Saved entries
··········
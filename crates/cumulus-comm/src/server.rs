//! Server end of the GUI/server transport.
//!
//! The daemon binds an OS-assigned loopback port and publishes it
//! out-of-band (port file). Each accepted connection gets a reader that
//! decodes REQUEST envelopes and hands them to the [`RequestHandler`],
//! and a writer that serializes correlated replies plus broadcast
//! signals. Handlers run on the blocking pool, so slow requests never
//! stall the socket and replies may overtake each other — correlation
//! ids, not arrival order, pair them with callers.

use std::sync::atomic::{AtomicU64, Ordering};
use std::sync::Arc;

use bytes::{Bytes, BytesMut};
use tokio::io::{AsyncReadExt, AsyncWriteExt};
use tokio::net::tcp::OwnedWriteHalf;
use tokio::net::{TcpListener, TcpStream};
use tokio::sync::{broadcast, mpsc, watch};
use tokio::task::JoinHandle;
use tracing::{debug, info, warn};

use cumulus_core::proto::{RequestNum, SignalNum};

use crate::envelope::{decode_frame, EnvelopeError, Message};

/// Server-side request dispatch.
///
/// Payloads are opaque to the transport; implementations own the
/// parameter and result encodings, including how errors are conveyed.
pub trait RequestHandler: Send + Sync + 'static {
    fn handle(&self, num: RequestNum, params: &[u8]) -> Bytes;
}

#[derive(Debug, Clone)]
struct OutboundSignal {
    num: SignalNum,
    params: Bytes,
}

pub struct CommServer {
    port: u16,
    signal_tx: broadcast::Sender<OutboundSignal>,
    shutdown_tx: watch::Sender<bool>,
    accept_task: JoinHandle<()>,
}

impl CommServer {
    /// Bind `127.0.0.1:0` and start accepting clients.
    pub async fn bind(handler: Arc<dyn RequestHandler>) -> std::io::Result<Self> {
        let listener = TcpListener::bind(("127.0.0.1", 0)).await?;
        let port = listener.local_addr()?.port();
        info!(port, "comm server listening");

        let (signal_tx, _) = broadcast::channel(64);
        let (shutdown_tx, shutdown_rx) = watch::channel(false);

        let accept_task = tokio::spawn(accept_loop(
            listener,
            handler,
            signal_tx.clone(),
            shutdown_rx,
        ));

        Ok(Self {
            port,
            signal_tx,
            shutdown_tx,
            accept_task,
        })
    }

    pub fn port(&self) -> u16 {
        self.port
    }

    /// Push a signal to every connected client (at-most-once each).
    pub fn broadcast_signal(&self, num: SignalNum, params: Bytes) {
        // No receivers just means no clients are connected.
        let _ = self.signal_tx.send(OutboundSignal { num, params });
    }

    pub async fn shutdown(self) {
        let _ = self.shutdown_tx.send(true);
        self.accept_task.abort();
        let _ = self.accept_task.await;
    }
}

async fn accept_loop(
    listener: TcpListener,
    handler: Arc<dyn RequestHandler>,
    signal_tx: broadcast::Sender<OutboundSignal>,
    mut shutdown_rx: watch::Receiver<bool>,
) {
    loop {
        tokio::select! {
            _ = shutdown_rx.changed() => {
                debug!("comm server shutting down");
                break;
            }
            accepted = listener.accept() => {
                match accepted {
                    Ok((stream, peer)) => {
                        debug!(%peer, "client connected");
                        let _ = stream.set_nodelay(true);
                        tokio::spawn(serve_connection(
                            stream,
                            handler.clone(),
                            signal_tx.subscribe(),
                            shutdown_rx.clone(),
                        ));
                    }
                    Err(e) => {
                        warn!("accept failed: {e}");
                    }
                }
            }
        }
    }
}

async fn serve_connection(
    stream: TcpStream,
    handler: Arc<dyn RequestHandler>,
    mut signals: broadcast::Receiver<OutboundSignal>,
    mut shutdown_rx: watch::Receiver<bool>,
) {
    let (mut read_half, write_half) = stream.into_split();

    // Replies and signals funnel through one writer task so frames never
    // interleave mid-write.
    let (out_tx, out_rx) = mpsc::unbounded_channel::<Bytes>();
    let writer = tokio::spawn(write_loop(write_half, out_rx));

    let signal_out = out_tx.clone();
    let signal_forwarder = tokio::spawn(async move {
        // Signal ids are per-connection and monotonically increasing.
        let next_signal_id = AtomicU64::new(0);
        loop {
            match signals.recv().await {
                Ok(signal) => {
                    let id = next_signal_id.fetch_add(1, Ordering::Relaxed);
                    let frame = Message::Signal {
                        id,
                        num: signal.num,
                        params: signal.params,
                    }
                    .to_frame();
                    if signal_out.send(frame).is_err() {
                        break;
                    }
                }
                Err(broadcast::error::RecvError::Lagged(missed)) => {
                    warn!(missed, "client fell behind on signals");
                }
                Err(broadcast::error::RecvError::Closed) => break,
            }
        }
    });

    let mut buf = BytesMut::with_capacity(8 * 1024);
    'connection: loop {
        tokio::select! {
            _ = shutdown_rx.changed() => {
                debug!("closing client connection on shutdown");
                break;
            }
            read = read_half.read_buf(&mut buf) => match read {
                Ok(0) => break,
                Ok(_) => {}
                Err(e) => {
                    warn!("comm read error: {e}");
                    break;
                }
            }
        }

        loop {
            let body = match decode_frame(&mut buf) {
                Ok(Some(body)) => body,
                Ok(None) => break,
                Err(EnvelopeError::Oversized(len)) => {
                    warn!(len, "oversized frame from client, dropping connection");
                    break 'connection;
                }
                Err(e) => {
                    warn!("bad frame from client: {e}");
                    break 'connection;
                }
            };

            let request = match Message::from_json(&body) {
                Ok(Message::Request { id, num, params }) => (id, num, params),
                Ok(other) => {
                    warn!(?other, "unexpected message kind on server side");
                    continue;
                }
                Err(e) => {
                    warn!("bad message received: {e}");
                    continue;
                }
            };

            let (id, num, params) = request;
            let handler = handler.clone();
            let reply_out = out_tx.clone();
            // Handlers may block (VFS calls touch the filesystem).
            tokio::task::spawn_blocking(move || {
                let result = handler.handle(num, &params);
                let frame = Message::Reply { id, result }.to_frame();
                let _ = reply_out.send(frame);
            });
        }
    }

    debug!("client disconnected");
    signal_forwarder.abort();
    drop(out_tx);
    let _ = writer.await;
}

async fn write_loop(mut write_half: OwnedWriteHalf, mut out_rx: mpsc::UnboundedReceiver<Bytes>) {
    while let Some(frame) = out_rx.recv().await {
        if let Err(e) = write_half.write_all(&frame).await {
            warn!("comm write error: {e}");
            break;
        }
    }
}
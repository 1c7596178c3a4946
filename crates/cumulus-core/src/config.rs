use serde::{Deserialize, Serialize};
use std::path::PathBuf;

use crate::types::VirtualFileMode;

/// Top-level server configuration (loaded from cumulus.toml)
#[derive(Debug, Clone, Default, Serialize, Deserialize)]
#[serde(default)]
pub struct CumulusConfig {
    pub daemon: DaemonConfig,
    pub sync: SyncConfig,
    pub vfs: VfsConfig,
}

#[derive(Debug, Clone, Serialize, Deserialize)]
#[serde(default)]
pub struct DaemonConfig {
    /// File the server writes its comm port to; clients read it at launch
    pub port_file: PathBuf,
    /// Log level (default: info)
    pub log_level: String,
    /// Log format: "json" or "text"
    pub log_format: String,
    /// Restart the server automatically when a crash marker file exists
    pub restart_on_crash: bool,
    /// Crash marker file checked on client disconnect
    pub crash_marker: PathBuf,
}

#[derive(Debug, Clone, Serialize, Deserialize)]
#[serde(default)]
pub struct SyncConfig {
    pub sync_db_id: i32,
    pub drive_id: i32,
    pub user_id: i32,
    /// Local sync folder root
    pub local_path: PathBuf,
    /// Remote drive root
    pub target_path: PathBuf,
}

#[derive(Debug, Clone, Serialize, Deserialize)]
#[serde(default)]
pub struct VfsConfig {
    /// Placeholder mode: "off", "suffix", "wincfapi", or "mac"
    pub mode: VirtualFileMode,
    /// Threads per hydration/dehydration queue
    pub workers_per_queue: usize,
    /// Shell-namespace CLSID registered for the sync root (Windows)
    pub namespace_clsid: String,
    /// Log every placeholder operation
    pub extended_log: bool,
}

impl Default for DaemonConfig {
    fn default() -> Self {
        Self {
            port_file: PathBuf::from("~/.local/share/cumulusd/comm.port"),
            log_level: "info".into(),
            log_format: "text".into(),
            restart_on_crash: true,
            crash_marker: PathBuf::from("~/.local/share/cumulusd/crashed"),
        }
    }
}

impl Default for SyncConfig {
    fn default() -> Self {
        Self {
            sync_db_id: -1,
            drive_id: -1,
            user_id: -1,
            local_path: PathBuf::new(),
            target_path: PathBuf::new(),
        }
    }
}

impl Default for VfsConfig {
    fn default() -> Self {
        Self {
            mode: VirtualFileMode::Off,
            workers_per_queue: 5,
            namespace_clsid: String::new(),
            extended_log: false,
        }
    }
}

#[cfg(test)]
mod tests {
    use super::*;

    #[test]
    fn parse_full_config() {
        let toml_str = r#"
[daemon]
port_file = "/tmp/cumulusd.port"
log_level = "debug"
log_format = "json"

[sync]
sync_db_id = 42
drive_id = 7
user_id = 3
local_path = "/home/user/Cumulus"
target_path = "/drive"

[vfs]
mode = "off"
workers_per_queue = 2
extended_log = true
"#;
        let config: CumulusConfig = toml::from_str(toml_str).expect("config should parse");
        assert_eq!(config.sync.sync_db_id, 42);
        assert_eq!(config.vfs.workers_per_queue, 2);
        assert!(config.vfs.extended_log);
        assert_eq!(config.daemon.log_format, "json");
    }

    #[test]
    fn missing_sections_fall_back_to_defaults() {
        let config: CumulusConfig = toml::from_str("").expect("empty config should parse");
        assert_eq!(config.vfs.workers_per_queue, 5);
        assert_eq!(config.sync.sync_db_id, -1);
        assert!(config.daemon.restart_on_crash);
    }
}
··········
→ **What this task involves**:
Could you write out, exactly as they stand, only the lines above that begin at the line with "let _ = writer.await;" and stop after the line with "filename crates/cumulus-core/src/config.rs"?

→ **Response area**:
    let _ = writer.await;
}

async fn write_loop(mut write_half: OwnedWriteHalf, mut out_rx: mpsc::UnboundedReceiver<Bytes>) {
    while let Some(frame) = out_rx.recv().await {
        if let Err(e) = write_half.write_all(&frame).await {
            warn!("comm write error: {e}");
            break;
        }
    }
}
repository 1c7596178c3a4946
filename crates/cumulus-core/src/config.rs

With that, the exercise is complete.